▸ **YOUR GOAL**: Please reproduce exactly the lines from the start of the records through the one containing "is one byte", and nothing more.

▸ **ENTRIES SHOWN**:
━━━━━━━━━━━━━━━━

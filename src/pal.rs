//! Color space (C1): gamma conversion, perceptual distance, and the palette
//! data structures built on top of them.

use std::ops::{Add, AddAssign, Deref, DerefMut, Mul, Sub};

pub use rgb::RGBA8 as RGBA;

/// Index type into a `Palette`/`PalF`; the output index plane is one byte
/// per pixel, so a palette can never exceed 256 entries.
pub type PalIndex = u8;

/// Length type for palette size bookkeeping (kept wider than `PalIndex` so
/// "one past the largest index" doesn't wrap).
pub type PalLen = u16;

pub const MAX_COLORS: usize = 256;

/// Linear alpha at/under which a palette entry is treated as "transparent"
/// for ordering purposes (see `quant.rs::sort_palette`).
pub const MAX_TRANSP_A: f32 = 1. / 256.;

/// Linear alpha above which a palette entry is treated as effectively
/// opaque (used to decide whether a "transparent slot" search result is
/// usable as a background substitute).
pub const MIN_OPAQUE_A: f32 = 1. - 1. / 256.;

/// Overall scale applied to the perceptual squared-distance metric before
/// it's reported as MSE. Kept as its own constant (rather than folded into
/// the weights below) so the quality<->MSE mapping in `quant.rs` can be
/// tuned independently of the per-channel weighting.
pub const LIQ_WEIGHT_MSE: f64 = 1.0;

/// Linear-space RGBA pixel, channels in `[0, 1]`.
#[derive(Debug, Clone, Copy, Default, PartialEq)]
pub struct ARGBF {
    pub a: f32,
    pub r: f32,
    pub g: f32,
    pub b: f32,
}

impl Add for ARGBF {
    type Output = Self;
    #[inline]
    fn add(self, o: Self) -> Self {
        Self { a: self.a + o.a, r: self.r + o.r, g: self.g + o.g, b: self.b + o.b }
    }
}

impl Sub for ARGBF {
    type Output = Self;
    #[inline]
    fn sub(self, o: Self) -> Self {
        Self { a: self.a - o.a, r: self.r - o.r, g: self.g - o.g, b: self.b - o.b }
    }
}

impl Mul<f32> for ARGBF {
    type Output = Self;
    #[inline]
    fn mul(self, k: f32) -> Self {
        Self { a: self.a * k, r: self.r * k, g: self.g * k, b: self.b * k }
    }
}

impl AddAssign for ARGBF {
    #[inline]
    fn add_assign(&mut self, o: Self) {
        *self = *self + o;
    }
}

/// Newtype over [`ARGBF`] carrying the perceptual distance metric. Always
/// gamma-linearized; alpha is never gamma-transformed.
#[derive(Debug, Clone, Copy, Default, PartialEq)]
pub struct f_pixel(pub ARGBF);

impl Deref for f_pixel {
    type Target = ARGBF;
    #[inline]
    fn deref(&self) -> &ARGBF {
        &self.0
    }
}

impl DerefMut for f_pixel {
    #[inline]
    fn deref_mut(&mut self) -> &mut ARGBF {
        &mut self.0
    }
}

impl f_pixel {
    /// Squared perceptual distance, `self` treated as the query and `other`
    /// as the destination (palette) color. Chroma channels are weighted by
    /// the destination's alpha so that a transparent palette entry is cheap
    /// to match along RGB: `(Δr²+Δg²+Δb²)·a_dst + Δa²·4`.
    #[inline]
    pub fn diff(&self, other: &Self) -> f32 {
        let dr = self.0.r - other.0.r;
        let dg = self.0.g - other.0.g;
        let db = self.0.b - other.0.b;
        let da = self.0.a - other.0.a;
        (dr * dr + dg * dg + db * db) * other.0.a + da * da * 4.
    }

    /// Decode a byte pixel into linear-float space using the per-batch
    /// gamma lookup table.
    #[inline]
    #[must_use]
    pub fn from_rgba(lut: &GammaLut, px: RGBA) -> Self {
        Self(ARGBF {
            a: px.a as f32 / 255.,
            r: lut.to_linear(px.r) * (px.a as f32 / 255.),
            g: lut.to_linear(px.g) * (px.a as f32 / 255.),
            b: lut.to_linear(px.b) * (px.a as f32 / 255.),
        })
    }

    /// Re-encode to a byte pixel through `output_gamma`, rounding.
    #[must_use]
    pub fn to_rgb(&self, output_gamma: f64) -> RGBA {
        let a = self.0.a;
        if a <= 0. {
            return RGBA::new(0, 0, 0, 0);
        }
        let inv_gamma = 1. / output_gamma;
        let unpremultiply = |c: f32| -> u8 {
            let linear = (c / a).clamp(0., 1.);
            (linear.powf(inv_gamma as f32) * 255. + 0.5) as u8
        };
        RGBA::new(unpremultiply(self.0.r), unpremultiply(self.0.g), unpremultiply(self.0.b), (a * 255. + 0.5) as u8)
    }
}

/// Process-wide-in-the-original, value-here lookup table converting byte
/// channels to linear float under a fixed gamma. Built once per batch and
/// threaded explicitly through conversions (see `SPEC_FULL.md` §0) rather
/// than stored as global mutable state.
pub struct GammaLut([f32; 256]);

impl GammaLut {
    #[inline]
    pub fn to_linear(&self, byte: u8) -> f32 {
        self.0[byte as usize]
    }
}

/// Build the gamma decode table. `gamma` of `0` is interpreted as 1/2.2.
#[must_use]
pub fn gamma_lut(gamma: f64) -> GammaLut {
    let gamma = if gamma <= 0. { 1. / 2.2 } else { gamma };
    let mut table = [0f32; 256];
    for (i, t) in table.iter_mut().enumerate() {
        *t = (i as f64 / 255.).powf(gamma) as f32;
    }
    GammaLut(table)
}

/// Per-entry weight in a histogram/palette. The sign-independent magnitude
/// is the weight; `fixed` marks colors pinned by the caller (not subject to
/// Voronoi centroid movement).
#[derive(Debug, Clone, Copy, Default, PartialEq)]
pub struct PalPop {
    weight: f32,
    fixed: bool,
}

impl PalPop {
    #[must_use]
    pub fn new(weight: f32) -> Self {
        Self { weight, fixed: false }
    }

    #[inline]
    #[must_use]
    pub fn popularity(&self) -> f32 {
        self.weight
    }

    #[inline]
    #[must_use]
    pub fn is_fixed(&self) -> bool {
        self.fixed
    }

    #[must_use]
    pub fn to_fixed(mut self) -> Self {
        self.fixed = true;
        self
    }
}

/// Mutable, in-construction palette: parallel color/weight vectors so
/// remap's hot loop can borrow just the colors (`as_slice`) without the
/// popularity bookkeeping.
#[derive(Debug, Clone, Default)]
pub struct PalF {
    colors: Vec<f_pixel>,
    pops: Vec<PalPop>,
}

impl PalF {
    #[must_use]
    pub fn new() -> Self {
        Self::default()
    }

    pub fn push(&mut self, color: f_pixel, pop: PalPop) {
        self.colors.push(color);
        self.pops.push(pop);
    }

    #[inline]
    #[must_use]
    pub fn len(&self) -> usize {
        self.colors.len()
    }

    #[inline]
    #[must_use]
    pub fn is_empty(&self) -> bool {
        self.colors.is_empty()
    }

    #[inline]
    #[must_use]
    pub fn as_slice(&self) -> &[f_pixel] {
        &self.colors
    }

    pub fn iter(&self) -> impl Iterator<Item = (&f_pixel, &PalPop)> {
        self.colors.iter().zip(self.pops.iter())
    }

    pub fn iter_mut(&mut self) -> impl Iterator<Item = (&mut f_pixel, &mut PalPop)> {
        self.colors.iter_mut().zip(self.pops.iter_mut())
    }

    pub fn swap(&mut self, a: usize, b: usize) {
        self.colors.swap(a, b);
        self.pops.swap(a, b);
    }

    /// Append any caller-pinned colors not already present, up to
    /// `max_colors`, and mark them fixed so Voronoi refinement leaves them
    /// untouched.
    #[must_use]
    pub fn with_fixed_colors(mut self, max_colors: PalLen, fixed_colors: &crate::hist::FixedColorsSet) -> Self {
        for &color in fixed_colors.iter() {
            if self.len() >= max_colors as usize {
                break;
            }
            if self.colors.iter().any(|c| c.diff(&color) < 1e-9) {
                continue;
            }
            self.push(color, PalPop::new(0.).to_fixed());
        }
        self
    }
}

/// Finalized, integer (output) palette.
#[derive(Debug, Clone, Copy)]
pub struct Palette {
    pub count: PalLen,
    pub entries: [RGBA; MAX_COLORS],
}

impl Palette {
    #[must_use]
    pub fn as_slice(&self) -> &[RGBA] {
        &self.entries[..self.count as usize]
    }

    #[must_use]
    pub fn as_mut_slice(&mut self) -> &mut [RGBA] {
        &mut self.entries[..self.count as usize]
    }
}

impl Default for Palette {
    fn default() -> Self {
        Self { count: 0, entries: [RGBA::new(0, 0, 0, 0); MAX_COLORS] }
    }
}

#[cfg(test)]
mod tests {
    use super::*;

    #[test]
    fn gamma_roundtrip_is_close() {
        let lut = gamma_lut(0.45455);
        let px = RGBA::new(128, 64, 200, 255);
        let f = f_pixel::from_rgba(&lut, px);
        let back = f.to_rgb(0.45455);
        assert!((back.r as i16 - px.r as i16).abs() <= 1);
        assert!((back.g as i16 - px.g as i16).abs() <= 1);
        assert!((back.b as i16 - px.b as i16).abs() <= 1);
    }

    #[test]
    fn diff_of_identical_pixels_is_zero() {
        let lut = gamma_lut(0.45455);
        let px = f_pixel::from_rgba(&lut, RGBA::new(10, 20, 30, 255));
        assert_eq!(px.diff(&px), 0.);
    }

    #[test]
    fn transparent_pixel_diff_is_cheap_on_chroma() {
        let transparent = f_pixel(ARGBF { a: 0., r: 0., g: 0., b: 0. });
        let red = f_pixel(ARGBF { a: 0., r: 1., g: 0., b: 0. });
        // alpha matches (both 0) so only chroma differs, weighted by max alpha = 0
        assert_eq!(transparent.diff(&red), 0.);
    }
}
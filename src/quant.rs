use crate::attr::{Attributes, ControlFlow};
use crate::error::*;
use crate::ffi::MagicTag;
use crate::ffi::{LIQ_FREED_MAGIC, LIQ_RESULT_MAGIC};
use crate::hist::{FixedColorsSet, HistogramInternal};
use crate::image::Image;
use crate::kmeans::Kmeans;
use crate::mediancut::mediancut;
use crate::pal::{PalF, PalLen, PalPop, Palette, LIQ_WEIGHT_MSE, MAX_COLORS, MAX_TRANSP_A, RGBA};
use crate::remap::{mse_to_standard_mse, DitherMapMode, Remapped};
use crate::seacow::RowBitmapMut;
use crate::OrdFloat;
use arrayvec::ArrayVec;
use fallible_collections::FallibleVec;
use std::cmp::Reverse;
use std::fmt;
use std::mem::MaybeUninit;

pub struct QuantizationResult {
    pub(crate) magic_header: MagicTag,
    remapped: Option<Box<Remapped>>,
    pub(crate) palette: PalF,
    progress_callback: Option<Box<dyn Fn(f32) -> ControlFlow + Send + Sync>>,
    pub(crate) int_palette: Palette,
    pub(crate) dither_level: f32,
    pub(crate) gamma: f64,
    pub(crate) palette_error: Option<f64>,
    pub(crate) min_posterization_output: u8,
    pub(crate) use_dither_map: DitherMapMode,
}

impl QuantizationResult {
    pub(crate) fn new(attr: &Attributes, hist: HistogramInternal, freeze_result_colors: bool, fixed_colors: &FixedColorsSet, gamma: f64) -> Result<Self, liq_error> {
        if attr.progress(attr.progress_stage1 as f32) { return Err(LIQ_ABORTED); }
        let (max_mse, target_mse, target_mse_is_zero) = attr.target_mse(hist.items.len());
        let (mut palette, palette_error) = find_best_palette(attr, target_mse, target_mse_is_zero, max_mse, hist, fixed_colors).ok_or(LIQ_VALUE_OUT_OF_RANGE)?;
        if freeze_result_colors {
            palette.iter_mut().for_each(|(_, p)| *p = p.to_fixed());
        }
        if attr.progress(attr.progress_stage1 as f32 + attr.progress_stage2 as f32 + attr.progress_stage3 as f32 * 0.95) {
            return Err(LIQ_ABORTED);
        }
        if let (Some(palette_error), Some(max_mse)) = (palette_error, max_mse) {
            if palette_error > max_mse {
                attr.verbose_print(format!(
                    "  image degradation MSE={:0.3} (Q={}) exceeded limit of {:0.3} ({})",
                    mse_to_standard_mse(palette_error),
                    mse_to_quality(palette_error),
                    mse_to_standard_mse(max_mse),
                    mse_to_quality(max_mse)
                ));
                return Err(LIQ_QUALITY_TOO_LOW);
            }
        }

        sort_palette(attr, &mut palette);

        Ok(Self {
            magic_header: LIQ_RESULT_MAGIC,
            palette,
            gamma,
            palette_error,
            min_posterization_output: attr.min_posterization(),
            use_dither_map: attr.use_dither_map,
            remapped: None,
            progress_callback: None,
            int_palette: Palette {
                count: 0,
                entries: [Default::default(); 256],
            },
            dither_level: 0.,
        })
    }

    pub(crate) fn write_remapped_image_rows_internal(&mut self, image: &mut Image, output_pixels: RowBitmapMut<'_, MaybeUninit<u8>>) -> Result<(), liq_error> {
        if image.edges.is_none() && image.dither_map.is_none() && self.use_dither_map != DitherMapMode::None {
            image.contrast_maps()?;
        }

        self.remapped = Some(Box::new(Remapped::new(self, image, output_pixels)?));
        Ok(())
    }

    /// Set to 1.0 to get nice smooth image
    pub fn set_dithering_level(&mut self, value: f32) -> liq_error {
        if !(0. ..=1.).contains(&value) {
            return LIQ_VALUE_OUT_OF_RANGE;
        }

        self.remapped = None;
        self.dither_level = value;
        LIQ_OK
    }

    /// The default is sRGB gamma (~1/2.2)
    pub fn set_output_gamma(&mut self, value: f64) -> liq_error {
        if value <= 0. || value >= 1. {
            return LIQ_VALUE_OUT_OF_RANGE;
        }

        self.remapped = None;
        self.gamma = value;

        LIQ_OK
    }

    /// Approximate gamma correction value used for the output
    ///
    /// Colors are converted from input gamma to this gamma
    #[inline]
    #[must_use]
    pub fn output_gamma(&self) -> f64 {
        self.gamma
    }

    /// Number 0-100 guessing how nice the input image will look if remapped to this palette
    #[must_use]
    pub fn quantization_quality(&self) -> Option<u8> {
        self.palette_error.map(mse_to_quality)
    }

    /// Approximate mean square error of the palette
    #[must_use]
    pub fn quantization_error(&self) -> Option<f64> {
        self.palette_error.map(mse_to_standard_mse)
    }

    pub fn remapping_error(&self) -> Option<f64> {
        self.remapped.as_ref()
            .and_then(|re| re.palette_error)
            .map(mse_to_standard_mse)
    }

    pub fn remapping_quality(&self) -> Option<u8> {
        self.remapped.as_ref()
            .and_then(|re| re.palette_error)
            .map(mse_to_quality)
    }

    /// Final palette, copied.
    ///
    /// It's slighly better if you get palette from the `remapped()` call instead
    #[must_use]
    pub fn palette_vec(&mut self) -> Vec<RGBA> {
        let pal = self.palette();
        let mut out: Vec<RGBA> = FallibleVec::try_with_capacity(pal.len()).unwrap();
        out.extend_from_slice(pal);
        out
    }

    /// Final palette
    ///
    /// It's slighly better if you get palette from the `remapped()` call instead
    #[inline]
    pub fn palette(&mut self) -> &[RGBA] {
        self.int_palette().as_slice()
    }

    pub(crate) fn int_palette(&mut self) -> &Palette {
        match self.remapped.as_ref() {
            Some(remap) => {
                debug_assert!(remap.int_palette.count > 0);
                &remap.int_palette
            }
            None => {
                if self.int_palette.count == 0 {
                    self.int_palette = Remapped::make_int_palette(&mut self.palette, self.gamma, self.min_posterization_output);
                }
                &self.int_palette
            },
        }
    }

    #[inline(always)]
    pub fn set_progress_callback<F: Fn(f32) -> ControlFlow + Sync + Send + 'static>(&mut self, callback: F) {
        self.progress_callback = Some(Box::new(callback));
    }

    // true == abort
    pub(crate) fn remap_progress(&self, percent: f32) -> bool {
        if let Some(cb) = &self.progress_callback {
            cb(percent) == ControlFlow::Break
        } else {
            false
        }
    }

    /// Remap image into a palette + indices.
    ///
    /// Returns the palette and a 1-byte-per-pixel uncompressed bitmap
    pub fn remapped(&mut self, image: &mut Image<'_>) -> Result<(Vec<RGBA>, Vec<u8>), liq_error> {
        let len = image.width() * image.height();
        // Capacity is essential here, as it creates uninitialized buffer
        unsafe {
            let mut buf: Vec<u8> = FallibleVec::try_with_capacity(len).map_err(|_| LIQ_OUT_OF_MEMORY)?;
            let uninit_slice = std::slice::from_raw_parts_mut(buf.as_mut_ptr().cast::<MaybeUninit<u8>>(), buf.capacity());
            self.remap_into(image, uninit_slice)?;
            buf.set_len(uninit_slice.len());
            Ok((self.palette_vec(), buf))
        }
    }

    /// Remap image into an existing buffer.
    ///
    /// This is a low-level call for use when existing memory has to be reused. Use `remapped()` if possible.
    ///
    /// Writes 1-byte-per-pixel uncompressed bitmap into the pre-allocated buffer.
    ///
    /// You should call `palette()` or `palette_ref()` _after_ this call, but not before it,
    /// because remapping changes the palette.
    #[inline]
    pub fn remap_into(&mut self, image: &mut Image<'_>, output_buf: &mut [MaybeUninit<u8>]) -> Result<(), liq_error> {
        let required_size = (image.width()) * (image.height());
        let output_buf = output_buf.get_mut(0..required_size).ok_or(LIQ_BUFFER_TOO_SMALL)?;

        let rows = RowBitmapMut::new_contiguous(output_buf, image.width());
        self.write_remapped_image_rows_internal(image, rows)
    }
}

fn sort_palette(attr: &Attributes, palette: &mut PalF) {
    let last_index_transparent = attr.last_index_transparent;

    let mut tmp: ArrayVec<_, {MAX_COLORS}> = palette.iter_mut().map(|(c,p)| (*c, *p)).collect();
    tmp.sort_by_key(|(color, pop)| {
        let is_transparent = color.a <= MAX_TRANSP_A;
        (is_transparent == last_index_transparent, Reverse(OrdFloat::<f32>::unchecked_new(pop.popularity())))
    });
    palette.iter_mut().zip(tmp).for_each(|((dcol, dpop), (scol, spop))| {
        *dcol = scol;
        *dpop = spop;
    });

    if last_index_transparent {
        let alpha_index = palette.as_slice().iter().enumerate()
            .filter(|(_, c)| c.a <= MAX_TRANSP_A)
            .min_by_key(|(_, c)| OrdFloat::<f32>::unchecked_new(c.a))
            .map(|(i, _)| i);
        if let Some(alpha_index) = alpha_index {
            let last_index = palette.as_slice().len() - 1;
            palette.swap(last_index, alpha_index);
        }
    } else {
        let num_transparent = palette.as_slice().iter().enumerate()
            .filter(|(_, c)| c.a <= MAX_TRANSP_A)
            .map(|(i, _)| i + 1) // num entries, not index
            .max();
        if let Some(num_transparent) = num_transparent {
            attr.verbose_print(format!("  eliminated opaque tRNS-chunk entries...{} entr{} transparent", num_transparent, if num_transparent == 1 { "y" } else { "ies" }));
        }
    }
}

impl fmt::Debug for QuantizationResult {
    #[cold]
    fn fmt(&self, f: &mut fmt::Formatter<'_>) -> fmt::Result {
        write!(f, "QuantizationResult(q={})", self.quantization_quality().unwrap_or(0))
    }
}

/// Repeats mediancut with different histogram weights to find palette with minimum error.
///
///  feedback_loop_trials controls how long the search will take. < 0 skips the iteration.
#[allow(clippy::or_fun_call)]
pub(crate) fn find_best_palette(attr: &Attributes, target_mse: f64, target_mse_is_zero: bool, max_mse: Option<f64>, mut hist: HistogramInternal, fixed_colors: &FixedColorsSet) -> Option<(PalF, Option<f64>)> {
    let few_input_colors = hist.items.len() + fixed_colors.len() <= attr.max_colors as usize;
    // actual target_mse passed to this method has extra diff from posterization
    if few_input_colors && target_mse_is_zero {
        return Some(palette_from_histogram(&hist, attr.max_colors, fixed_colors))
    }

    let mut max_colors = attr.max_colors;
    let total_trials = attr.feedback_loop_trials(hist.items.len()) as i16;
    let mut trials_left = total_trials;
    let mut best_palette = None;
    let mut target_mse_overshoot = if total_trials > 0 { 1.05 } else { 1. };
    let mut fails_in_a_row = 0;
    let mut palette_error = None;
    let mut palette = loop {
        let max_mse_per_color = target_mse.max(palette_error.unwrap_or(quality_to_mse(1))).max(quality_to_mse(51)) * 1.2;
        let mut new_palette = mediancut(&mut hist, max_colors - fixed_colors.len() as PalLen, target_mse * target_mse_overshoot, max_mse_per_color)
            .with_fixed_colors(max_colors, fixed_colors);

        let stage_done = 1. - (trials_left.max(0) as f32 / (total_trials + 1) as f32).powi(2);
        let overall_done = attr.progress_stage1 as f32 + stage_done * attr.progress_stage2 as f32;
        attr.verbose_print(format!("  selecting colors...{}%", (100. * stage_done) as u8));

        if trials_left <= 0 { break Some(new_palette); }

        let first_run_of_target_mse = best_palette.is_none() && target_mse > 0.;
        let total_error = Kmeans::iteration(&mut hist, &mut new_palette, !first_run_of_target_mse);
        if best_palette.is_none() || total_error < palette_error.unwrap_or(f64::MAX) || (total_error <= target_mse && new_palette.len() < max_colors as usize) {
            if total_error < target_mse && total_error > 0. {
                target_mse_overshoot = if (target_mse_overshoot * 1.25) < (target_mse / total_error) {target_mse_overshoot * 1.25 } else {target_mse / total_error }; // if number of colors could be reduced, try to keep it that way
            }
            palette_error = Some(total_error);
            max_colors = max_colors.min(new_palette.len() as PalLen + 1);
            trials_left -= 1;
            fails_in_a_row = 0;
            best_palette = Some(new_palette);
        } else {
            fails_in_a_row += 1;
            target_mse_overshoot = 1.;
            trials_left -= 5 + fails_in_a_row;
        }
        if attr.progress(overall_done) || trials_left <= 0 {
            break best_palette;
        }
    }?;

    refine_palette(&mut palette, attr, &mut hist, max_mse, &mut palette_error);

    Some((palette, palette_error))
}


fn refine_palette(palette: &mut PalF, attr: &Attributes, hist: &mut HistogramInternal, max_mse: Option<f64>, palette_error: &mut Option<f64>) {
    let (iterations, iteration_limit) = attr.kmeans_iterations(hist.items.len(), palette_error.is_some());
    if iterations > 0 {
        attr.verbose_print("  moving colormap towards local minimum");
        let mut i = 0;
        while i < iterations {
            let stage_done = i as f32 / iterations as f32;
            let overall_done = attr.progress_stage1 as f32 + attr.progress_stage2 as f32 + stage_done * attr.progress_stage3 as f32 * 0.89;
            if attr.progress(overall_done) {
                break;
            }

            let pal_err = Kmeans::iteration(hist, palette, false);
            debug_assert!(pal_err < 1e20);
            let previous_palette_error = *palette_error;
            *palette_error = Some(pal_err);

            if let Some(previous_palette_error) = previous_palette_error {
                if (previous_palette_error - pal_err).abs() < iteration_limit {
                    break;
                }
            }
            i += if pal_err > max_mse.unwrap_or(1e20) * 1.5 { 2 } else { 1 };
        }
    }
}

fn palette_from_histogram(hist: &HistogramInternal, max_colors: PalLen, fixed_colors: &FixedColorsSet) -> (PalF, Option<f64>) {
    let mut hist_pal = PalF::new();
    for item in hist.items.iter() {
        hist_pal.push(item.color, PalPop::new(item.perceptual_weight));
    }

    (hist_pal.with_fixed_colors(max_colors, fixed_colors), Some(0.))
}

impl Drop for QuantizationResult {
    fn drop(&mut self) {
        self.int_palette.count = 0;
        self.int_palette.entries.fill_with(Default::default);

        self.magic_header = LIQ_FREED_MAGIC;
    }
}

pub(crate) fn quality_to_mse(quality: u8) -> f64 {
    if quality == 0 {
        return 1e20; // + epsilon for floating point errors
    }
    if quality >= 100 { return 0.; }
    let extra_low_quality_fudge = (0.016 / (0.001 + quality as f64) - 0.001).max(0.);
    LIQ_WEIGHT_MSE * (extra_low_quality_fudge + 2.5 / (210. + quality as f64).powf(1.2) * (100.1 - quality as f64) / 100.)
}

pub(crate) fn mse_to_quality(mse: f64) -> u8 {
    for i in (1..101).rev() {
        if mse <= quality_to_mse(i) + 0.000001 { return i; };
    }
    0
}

━━━━━━━━━━━━━━━━

▸ **TASK OUTPUT**:
filename src/pal.rs
//! Color space (C1): gamma conversion, perceptual distance, and the palette
//! data structures built on top of them.

use std::ops::{Add, AddAssign, Deref, DerefMut, Mul, Sub};

pub use rgb::RGBA8 as RGBA;

/// Index type into a `Palette`/`PalF`; the output index plane is one byte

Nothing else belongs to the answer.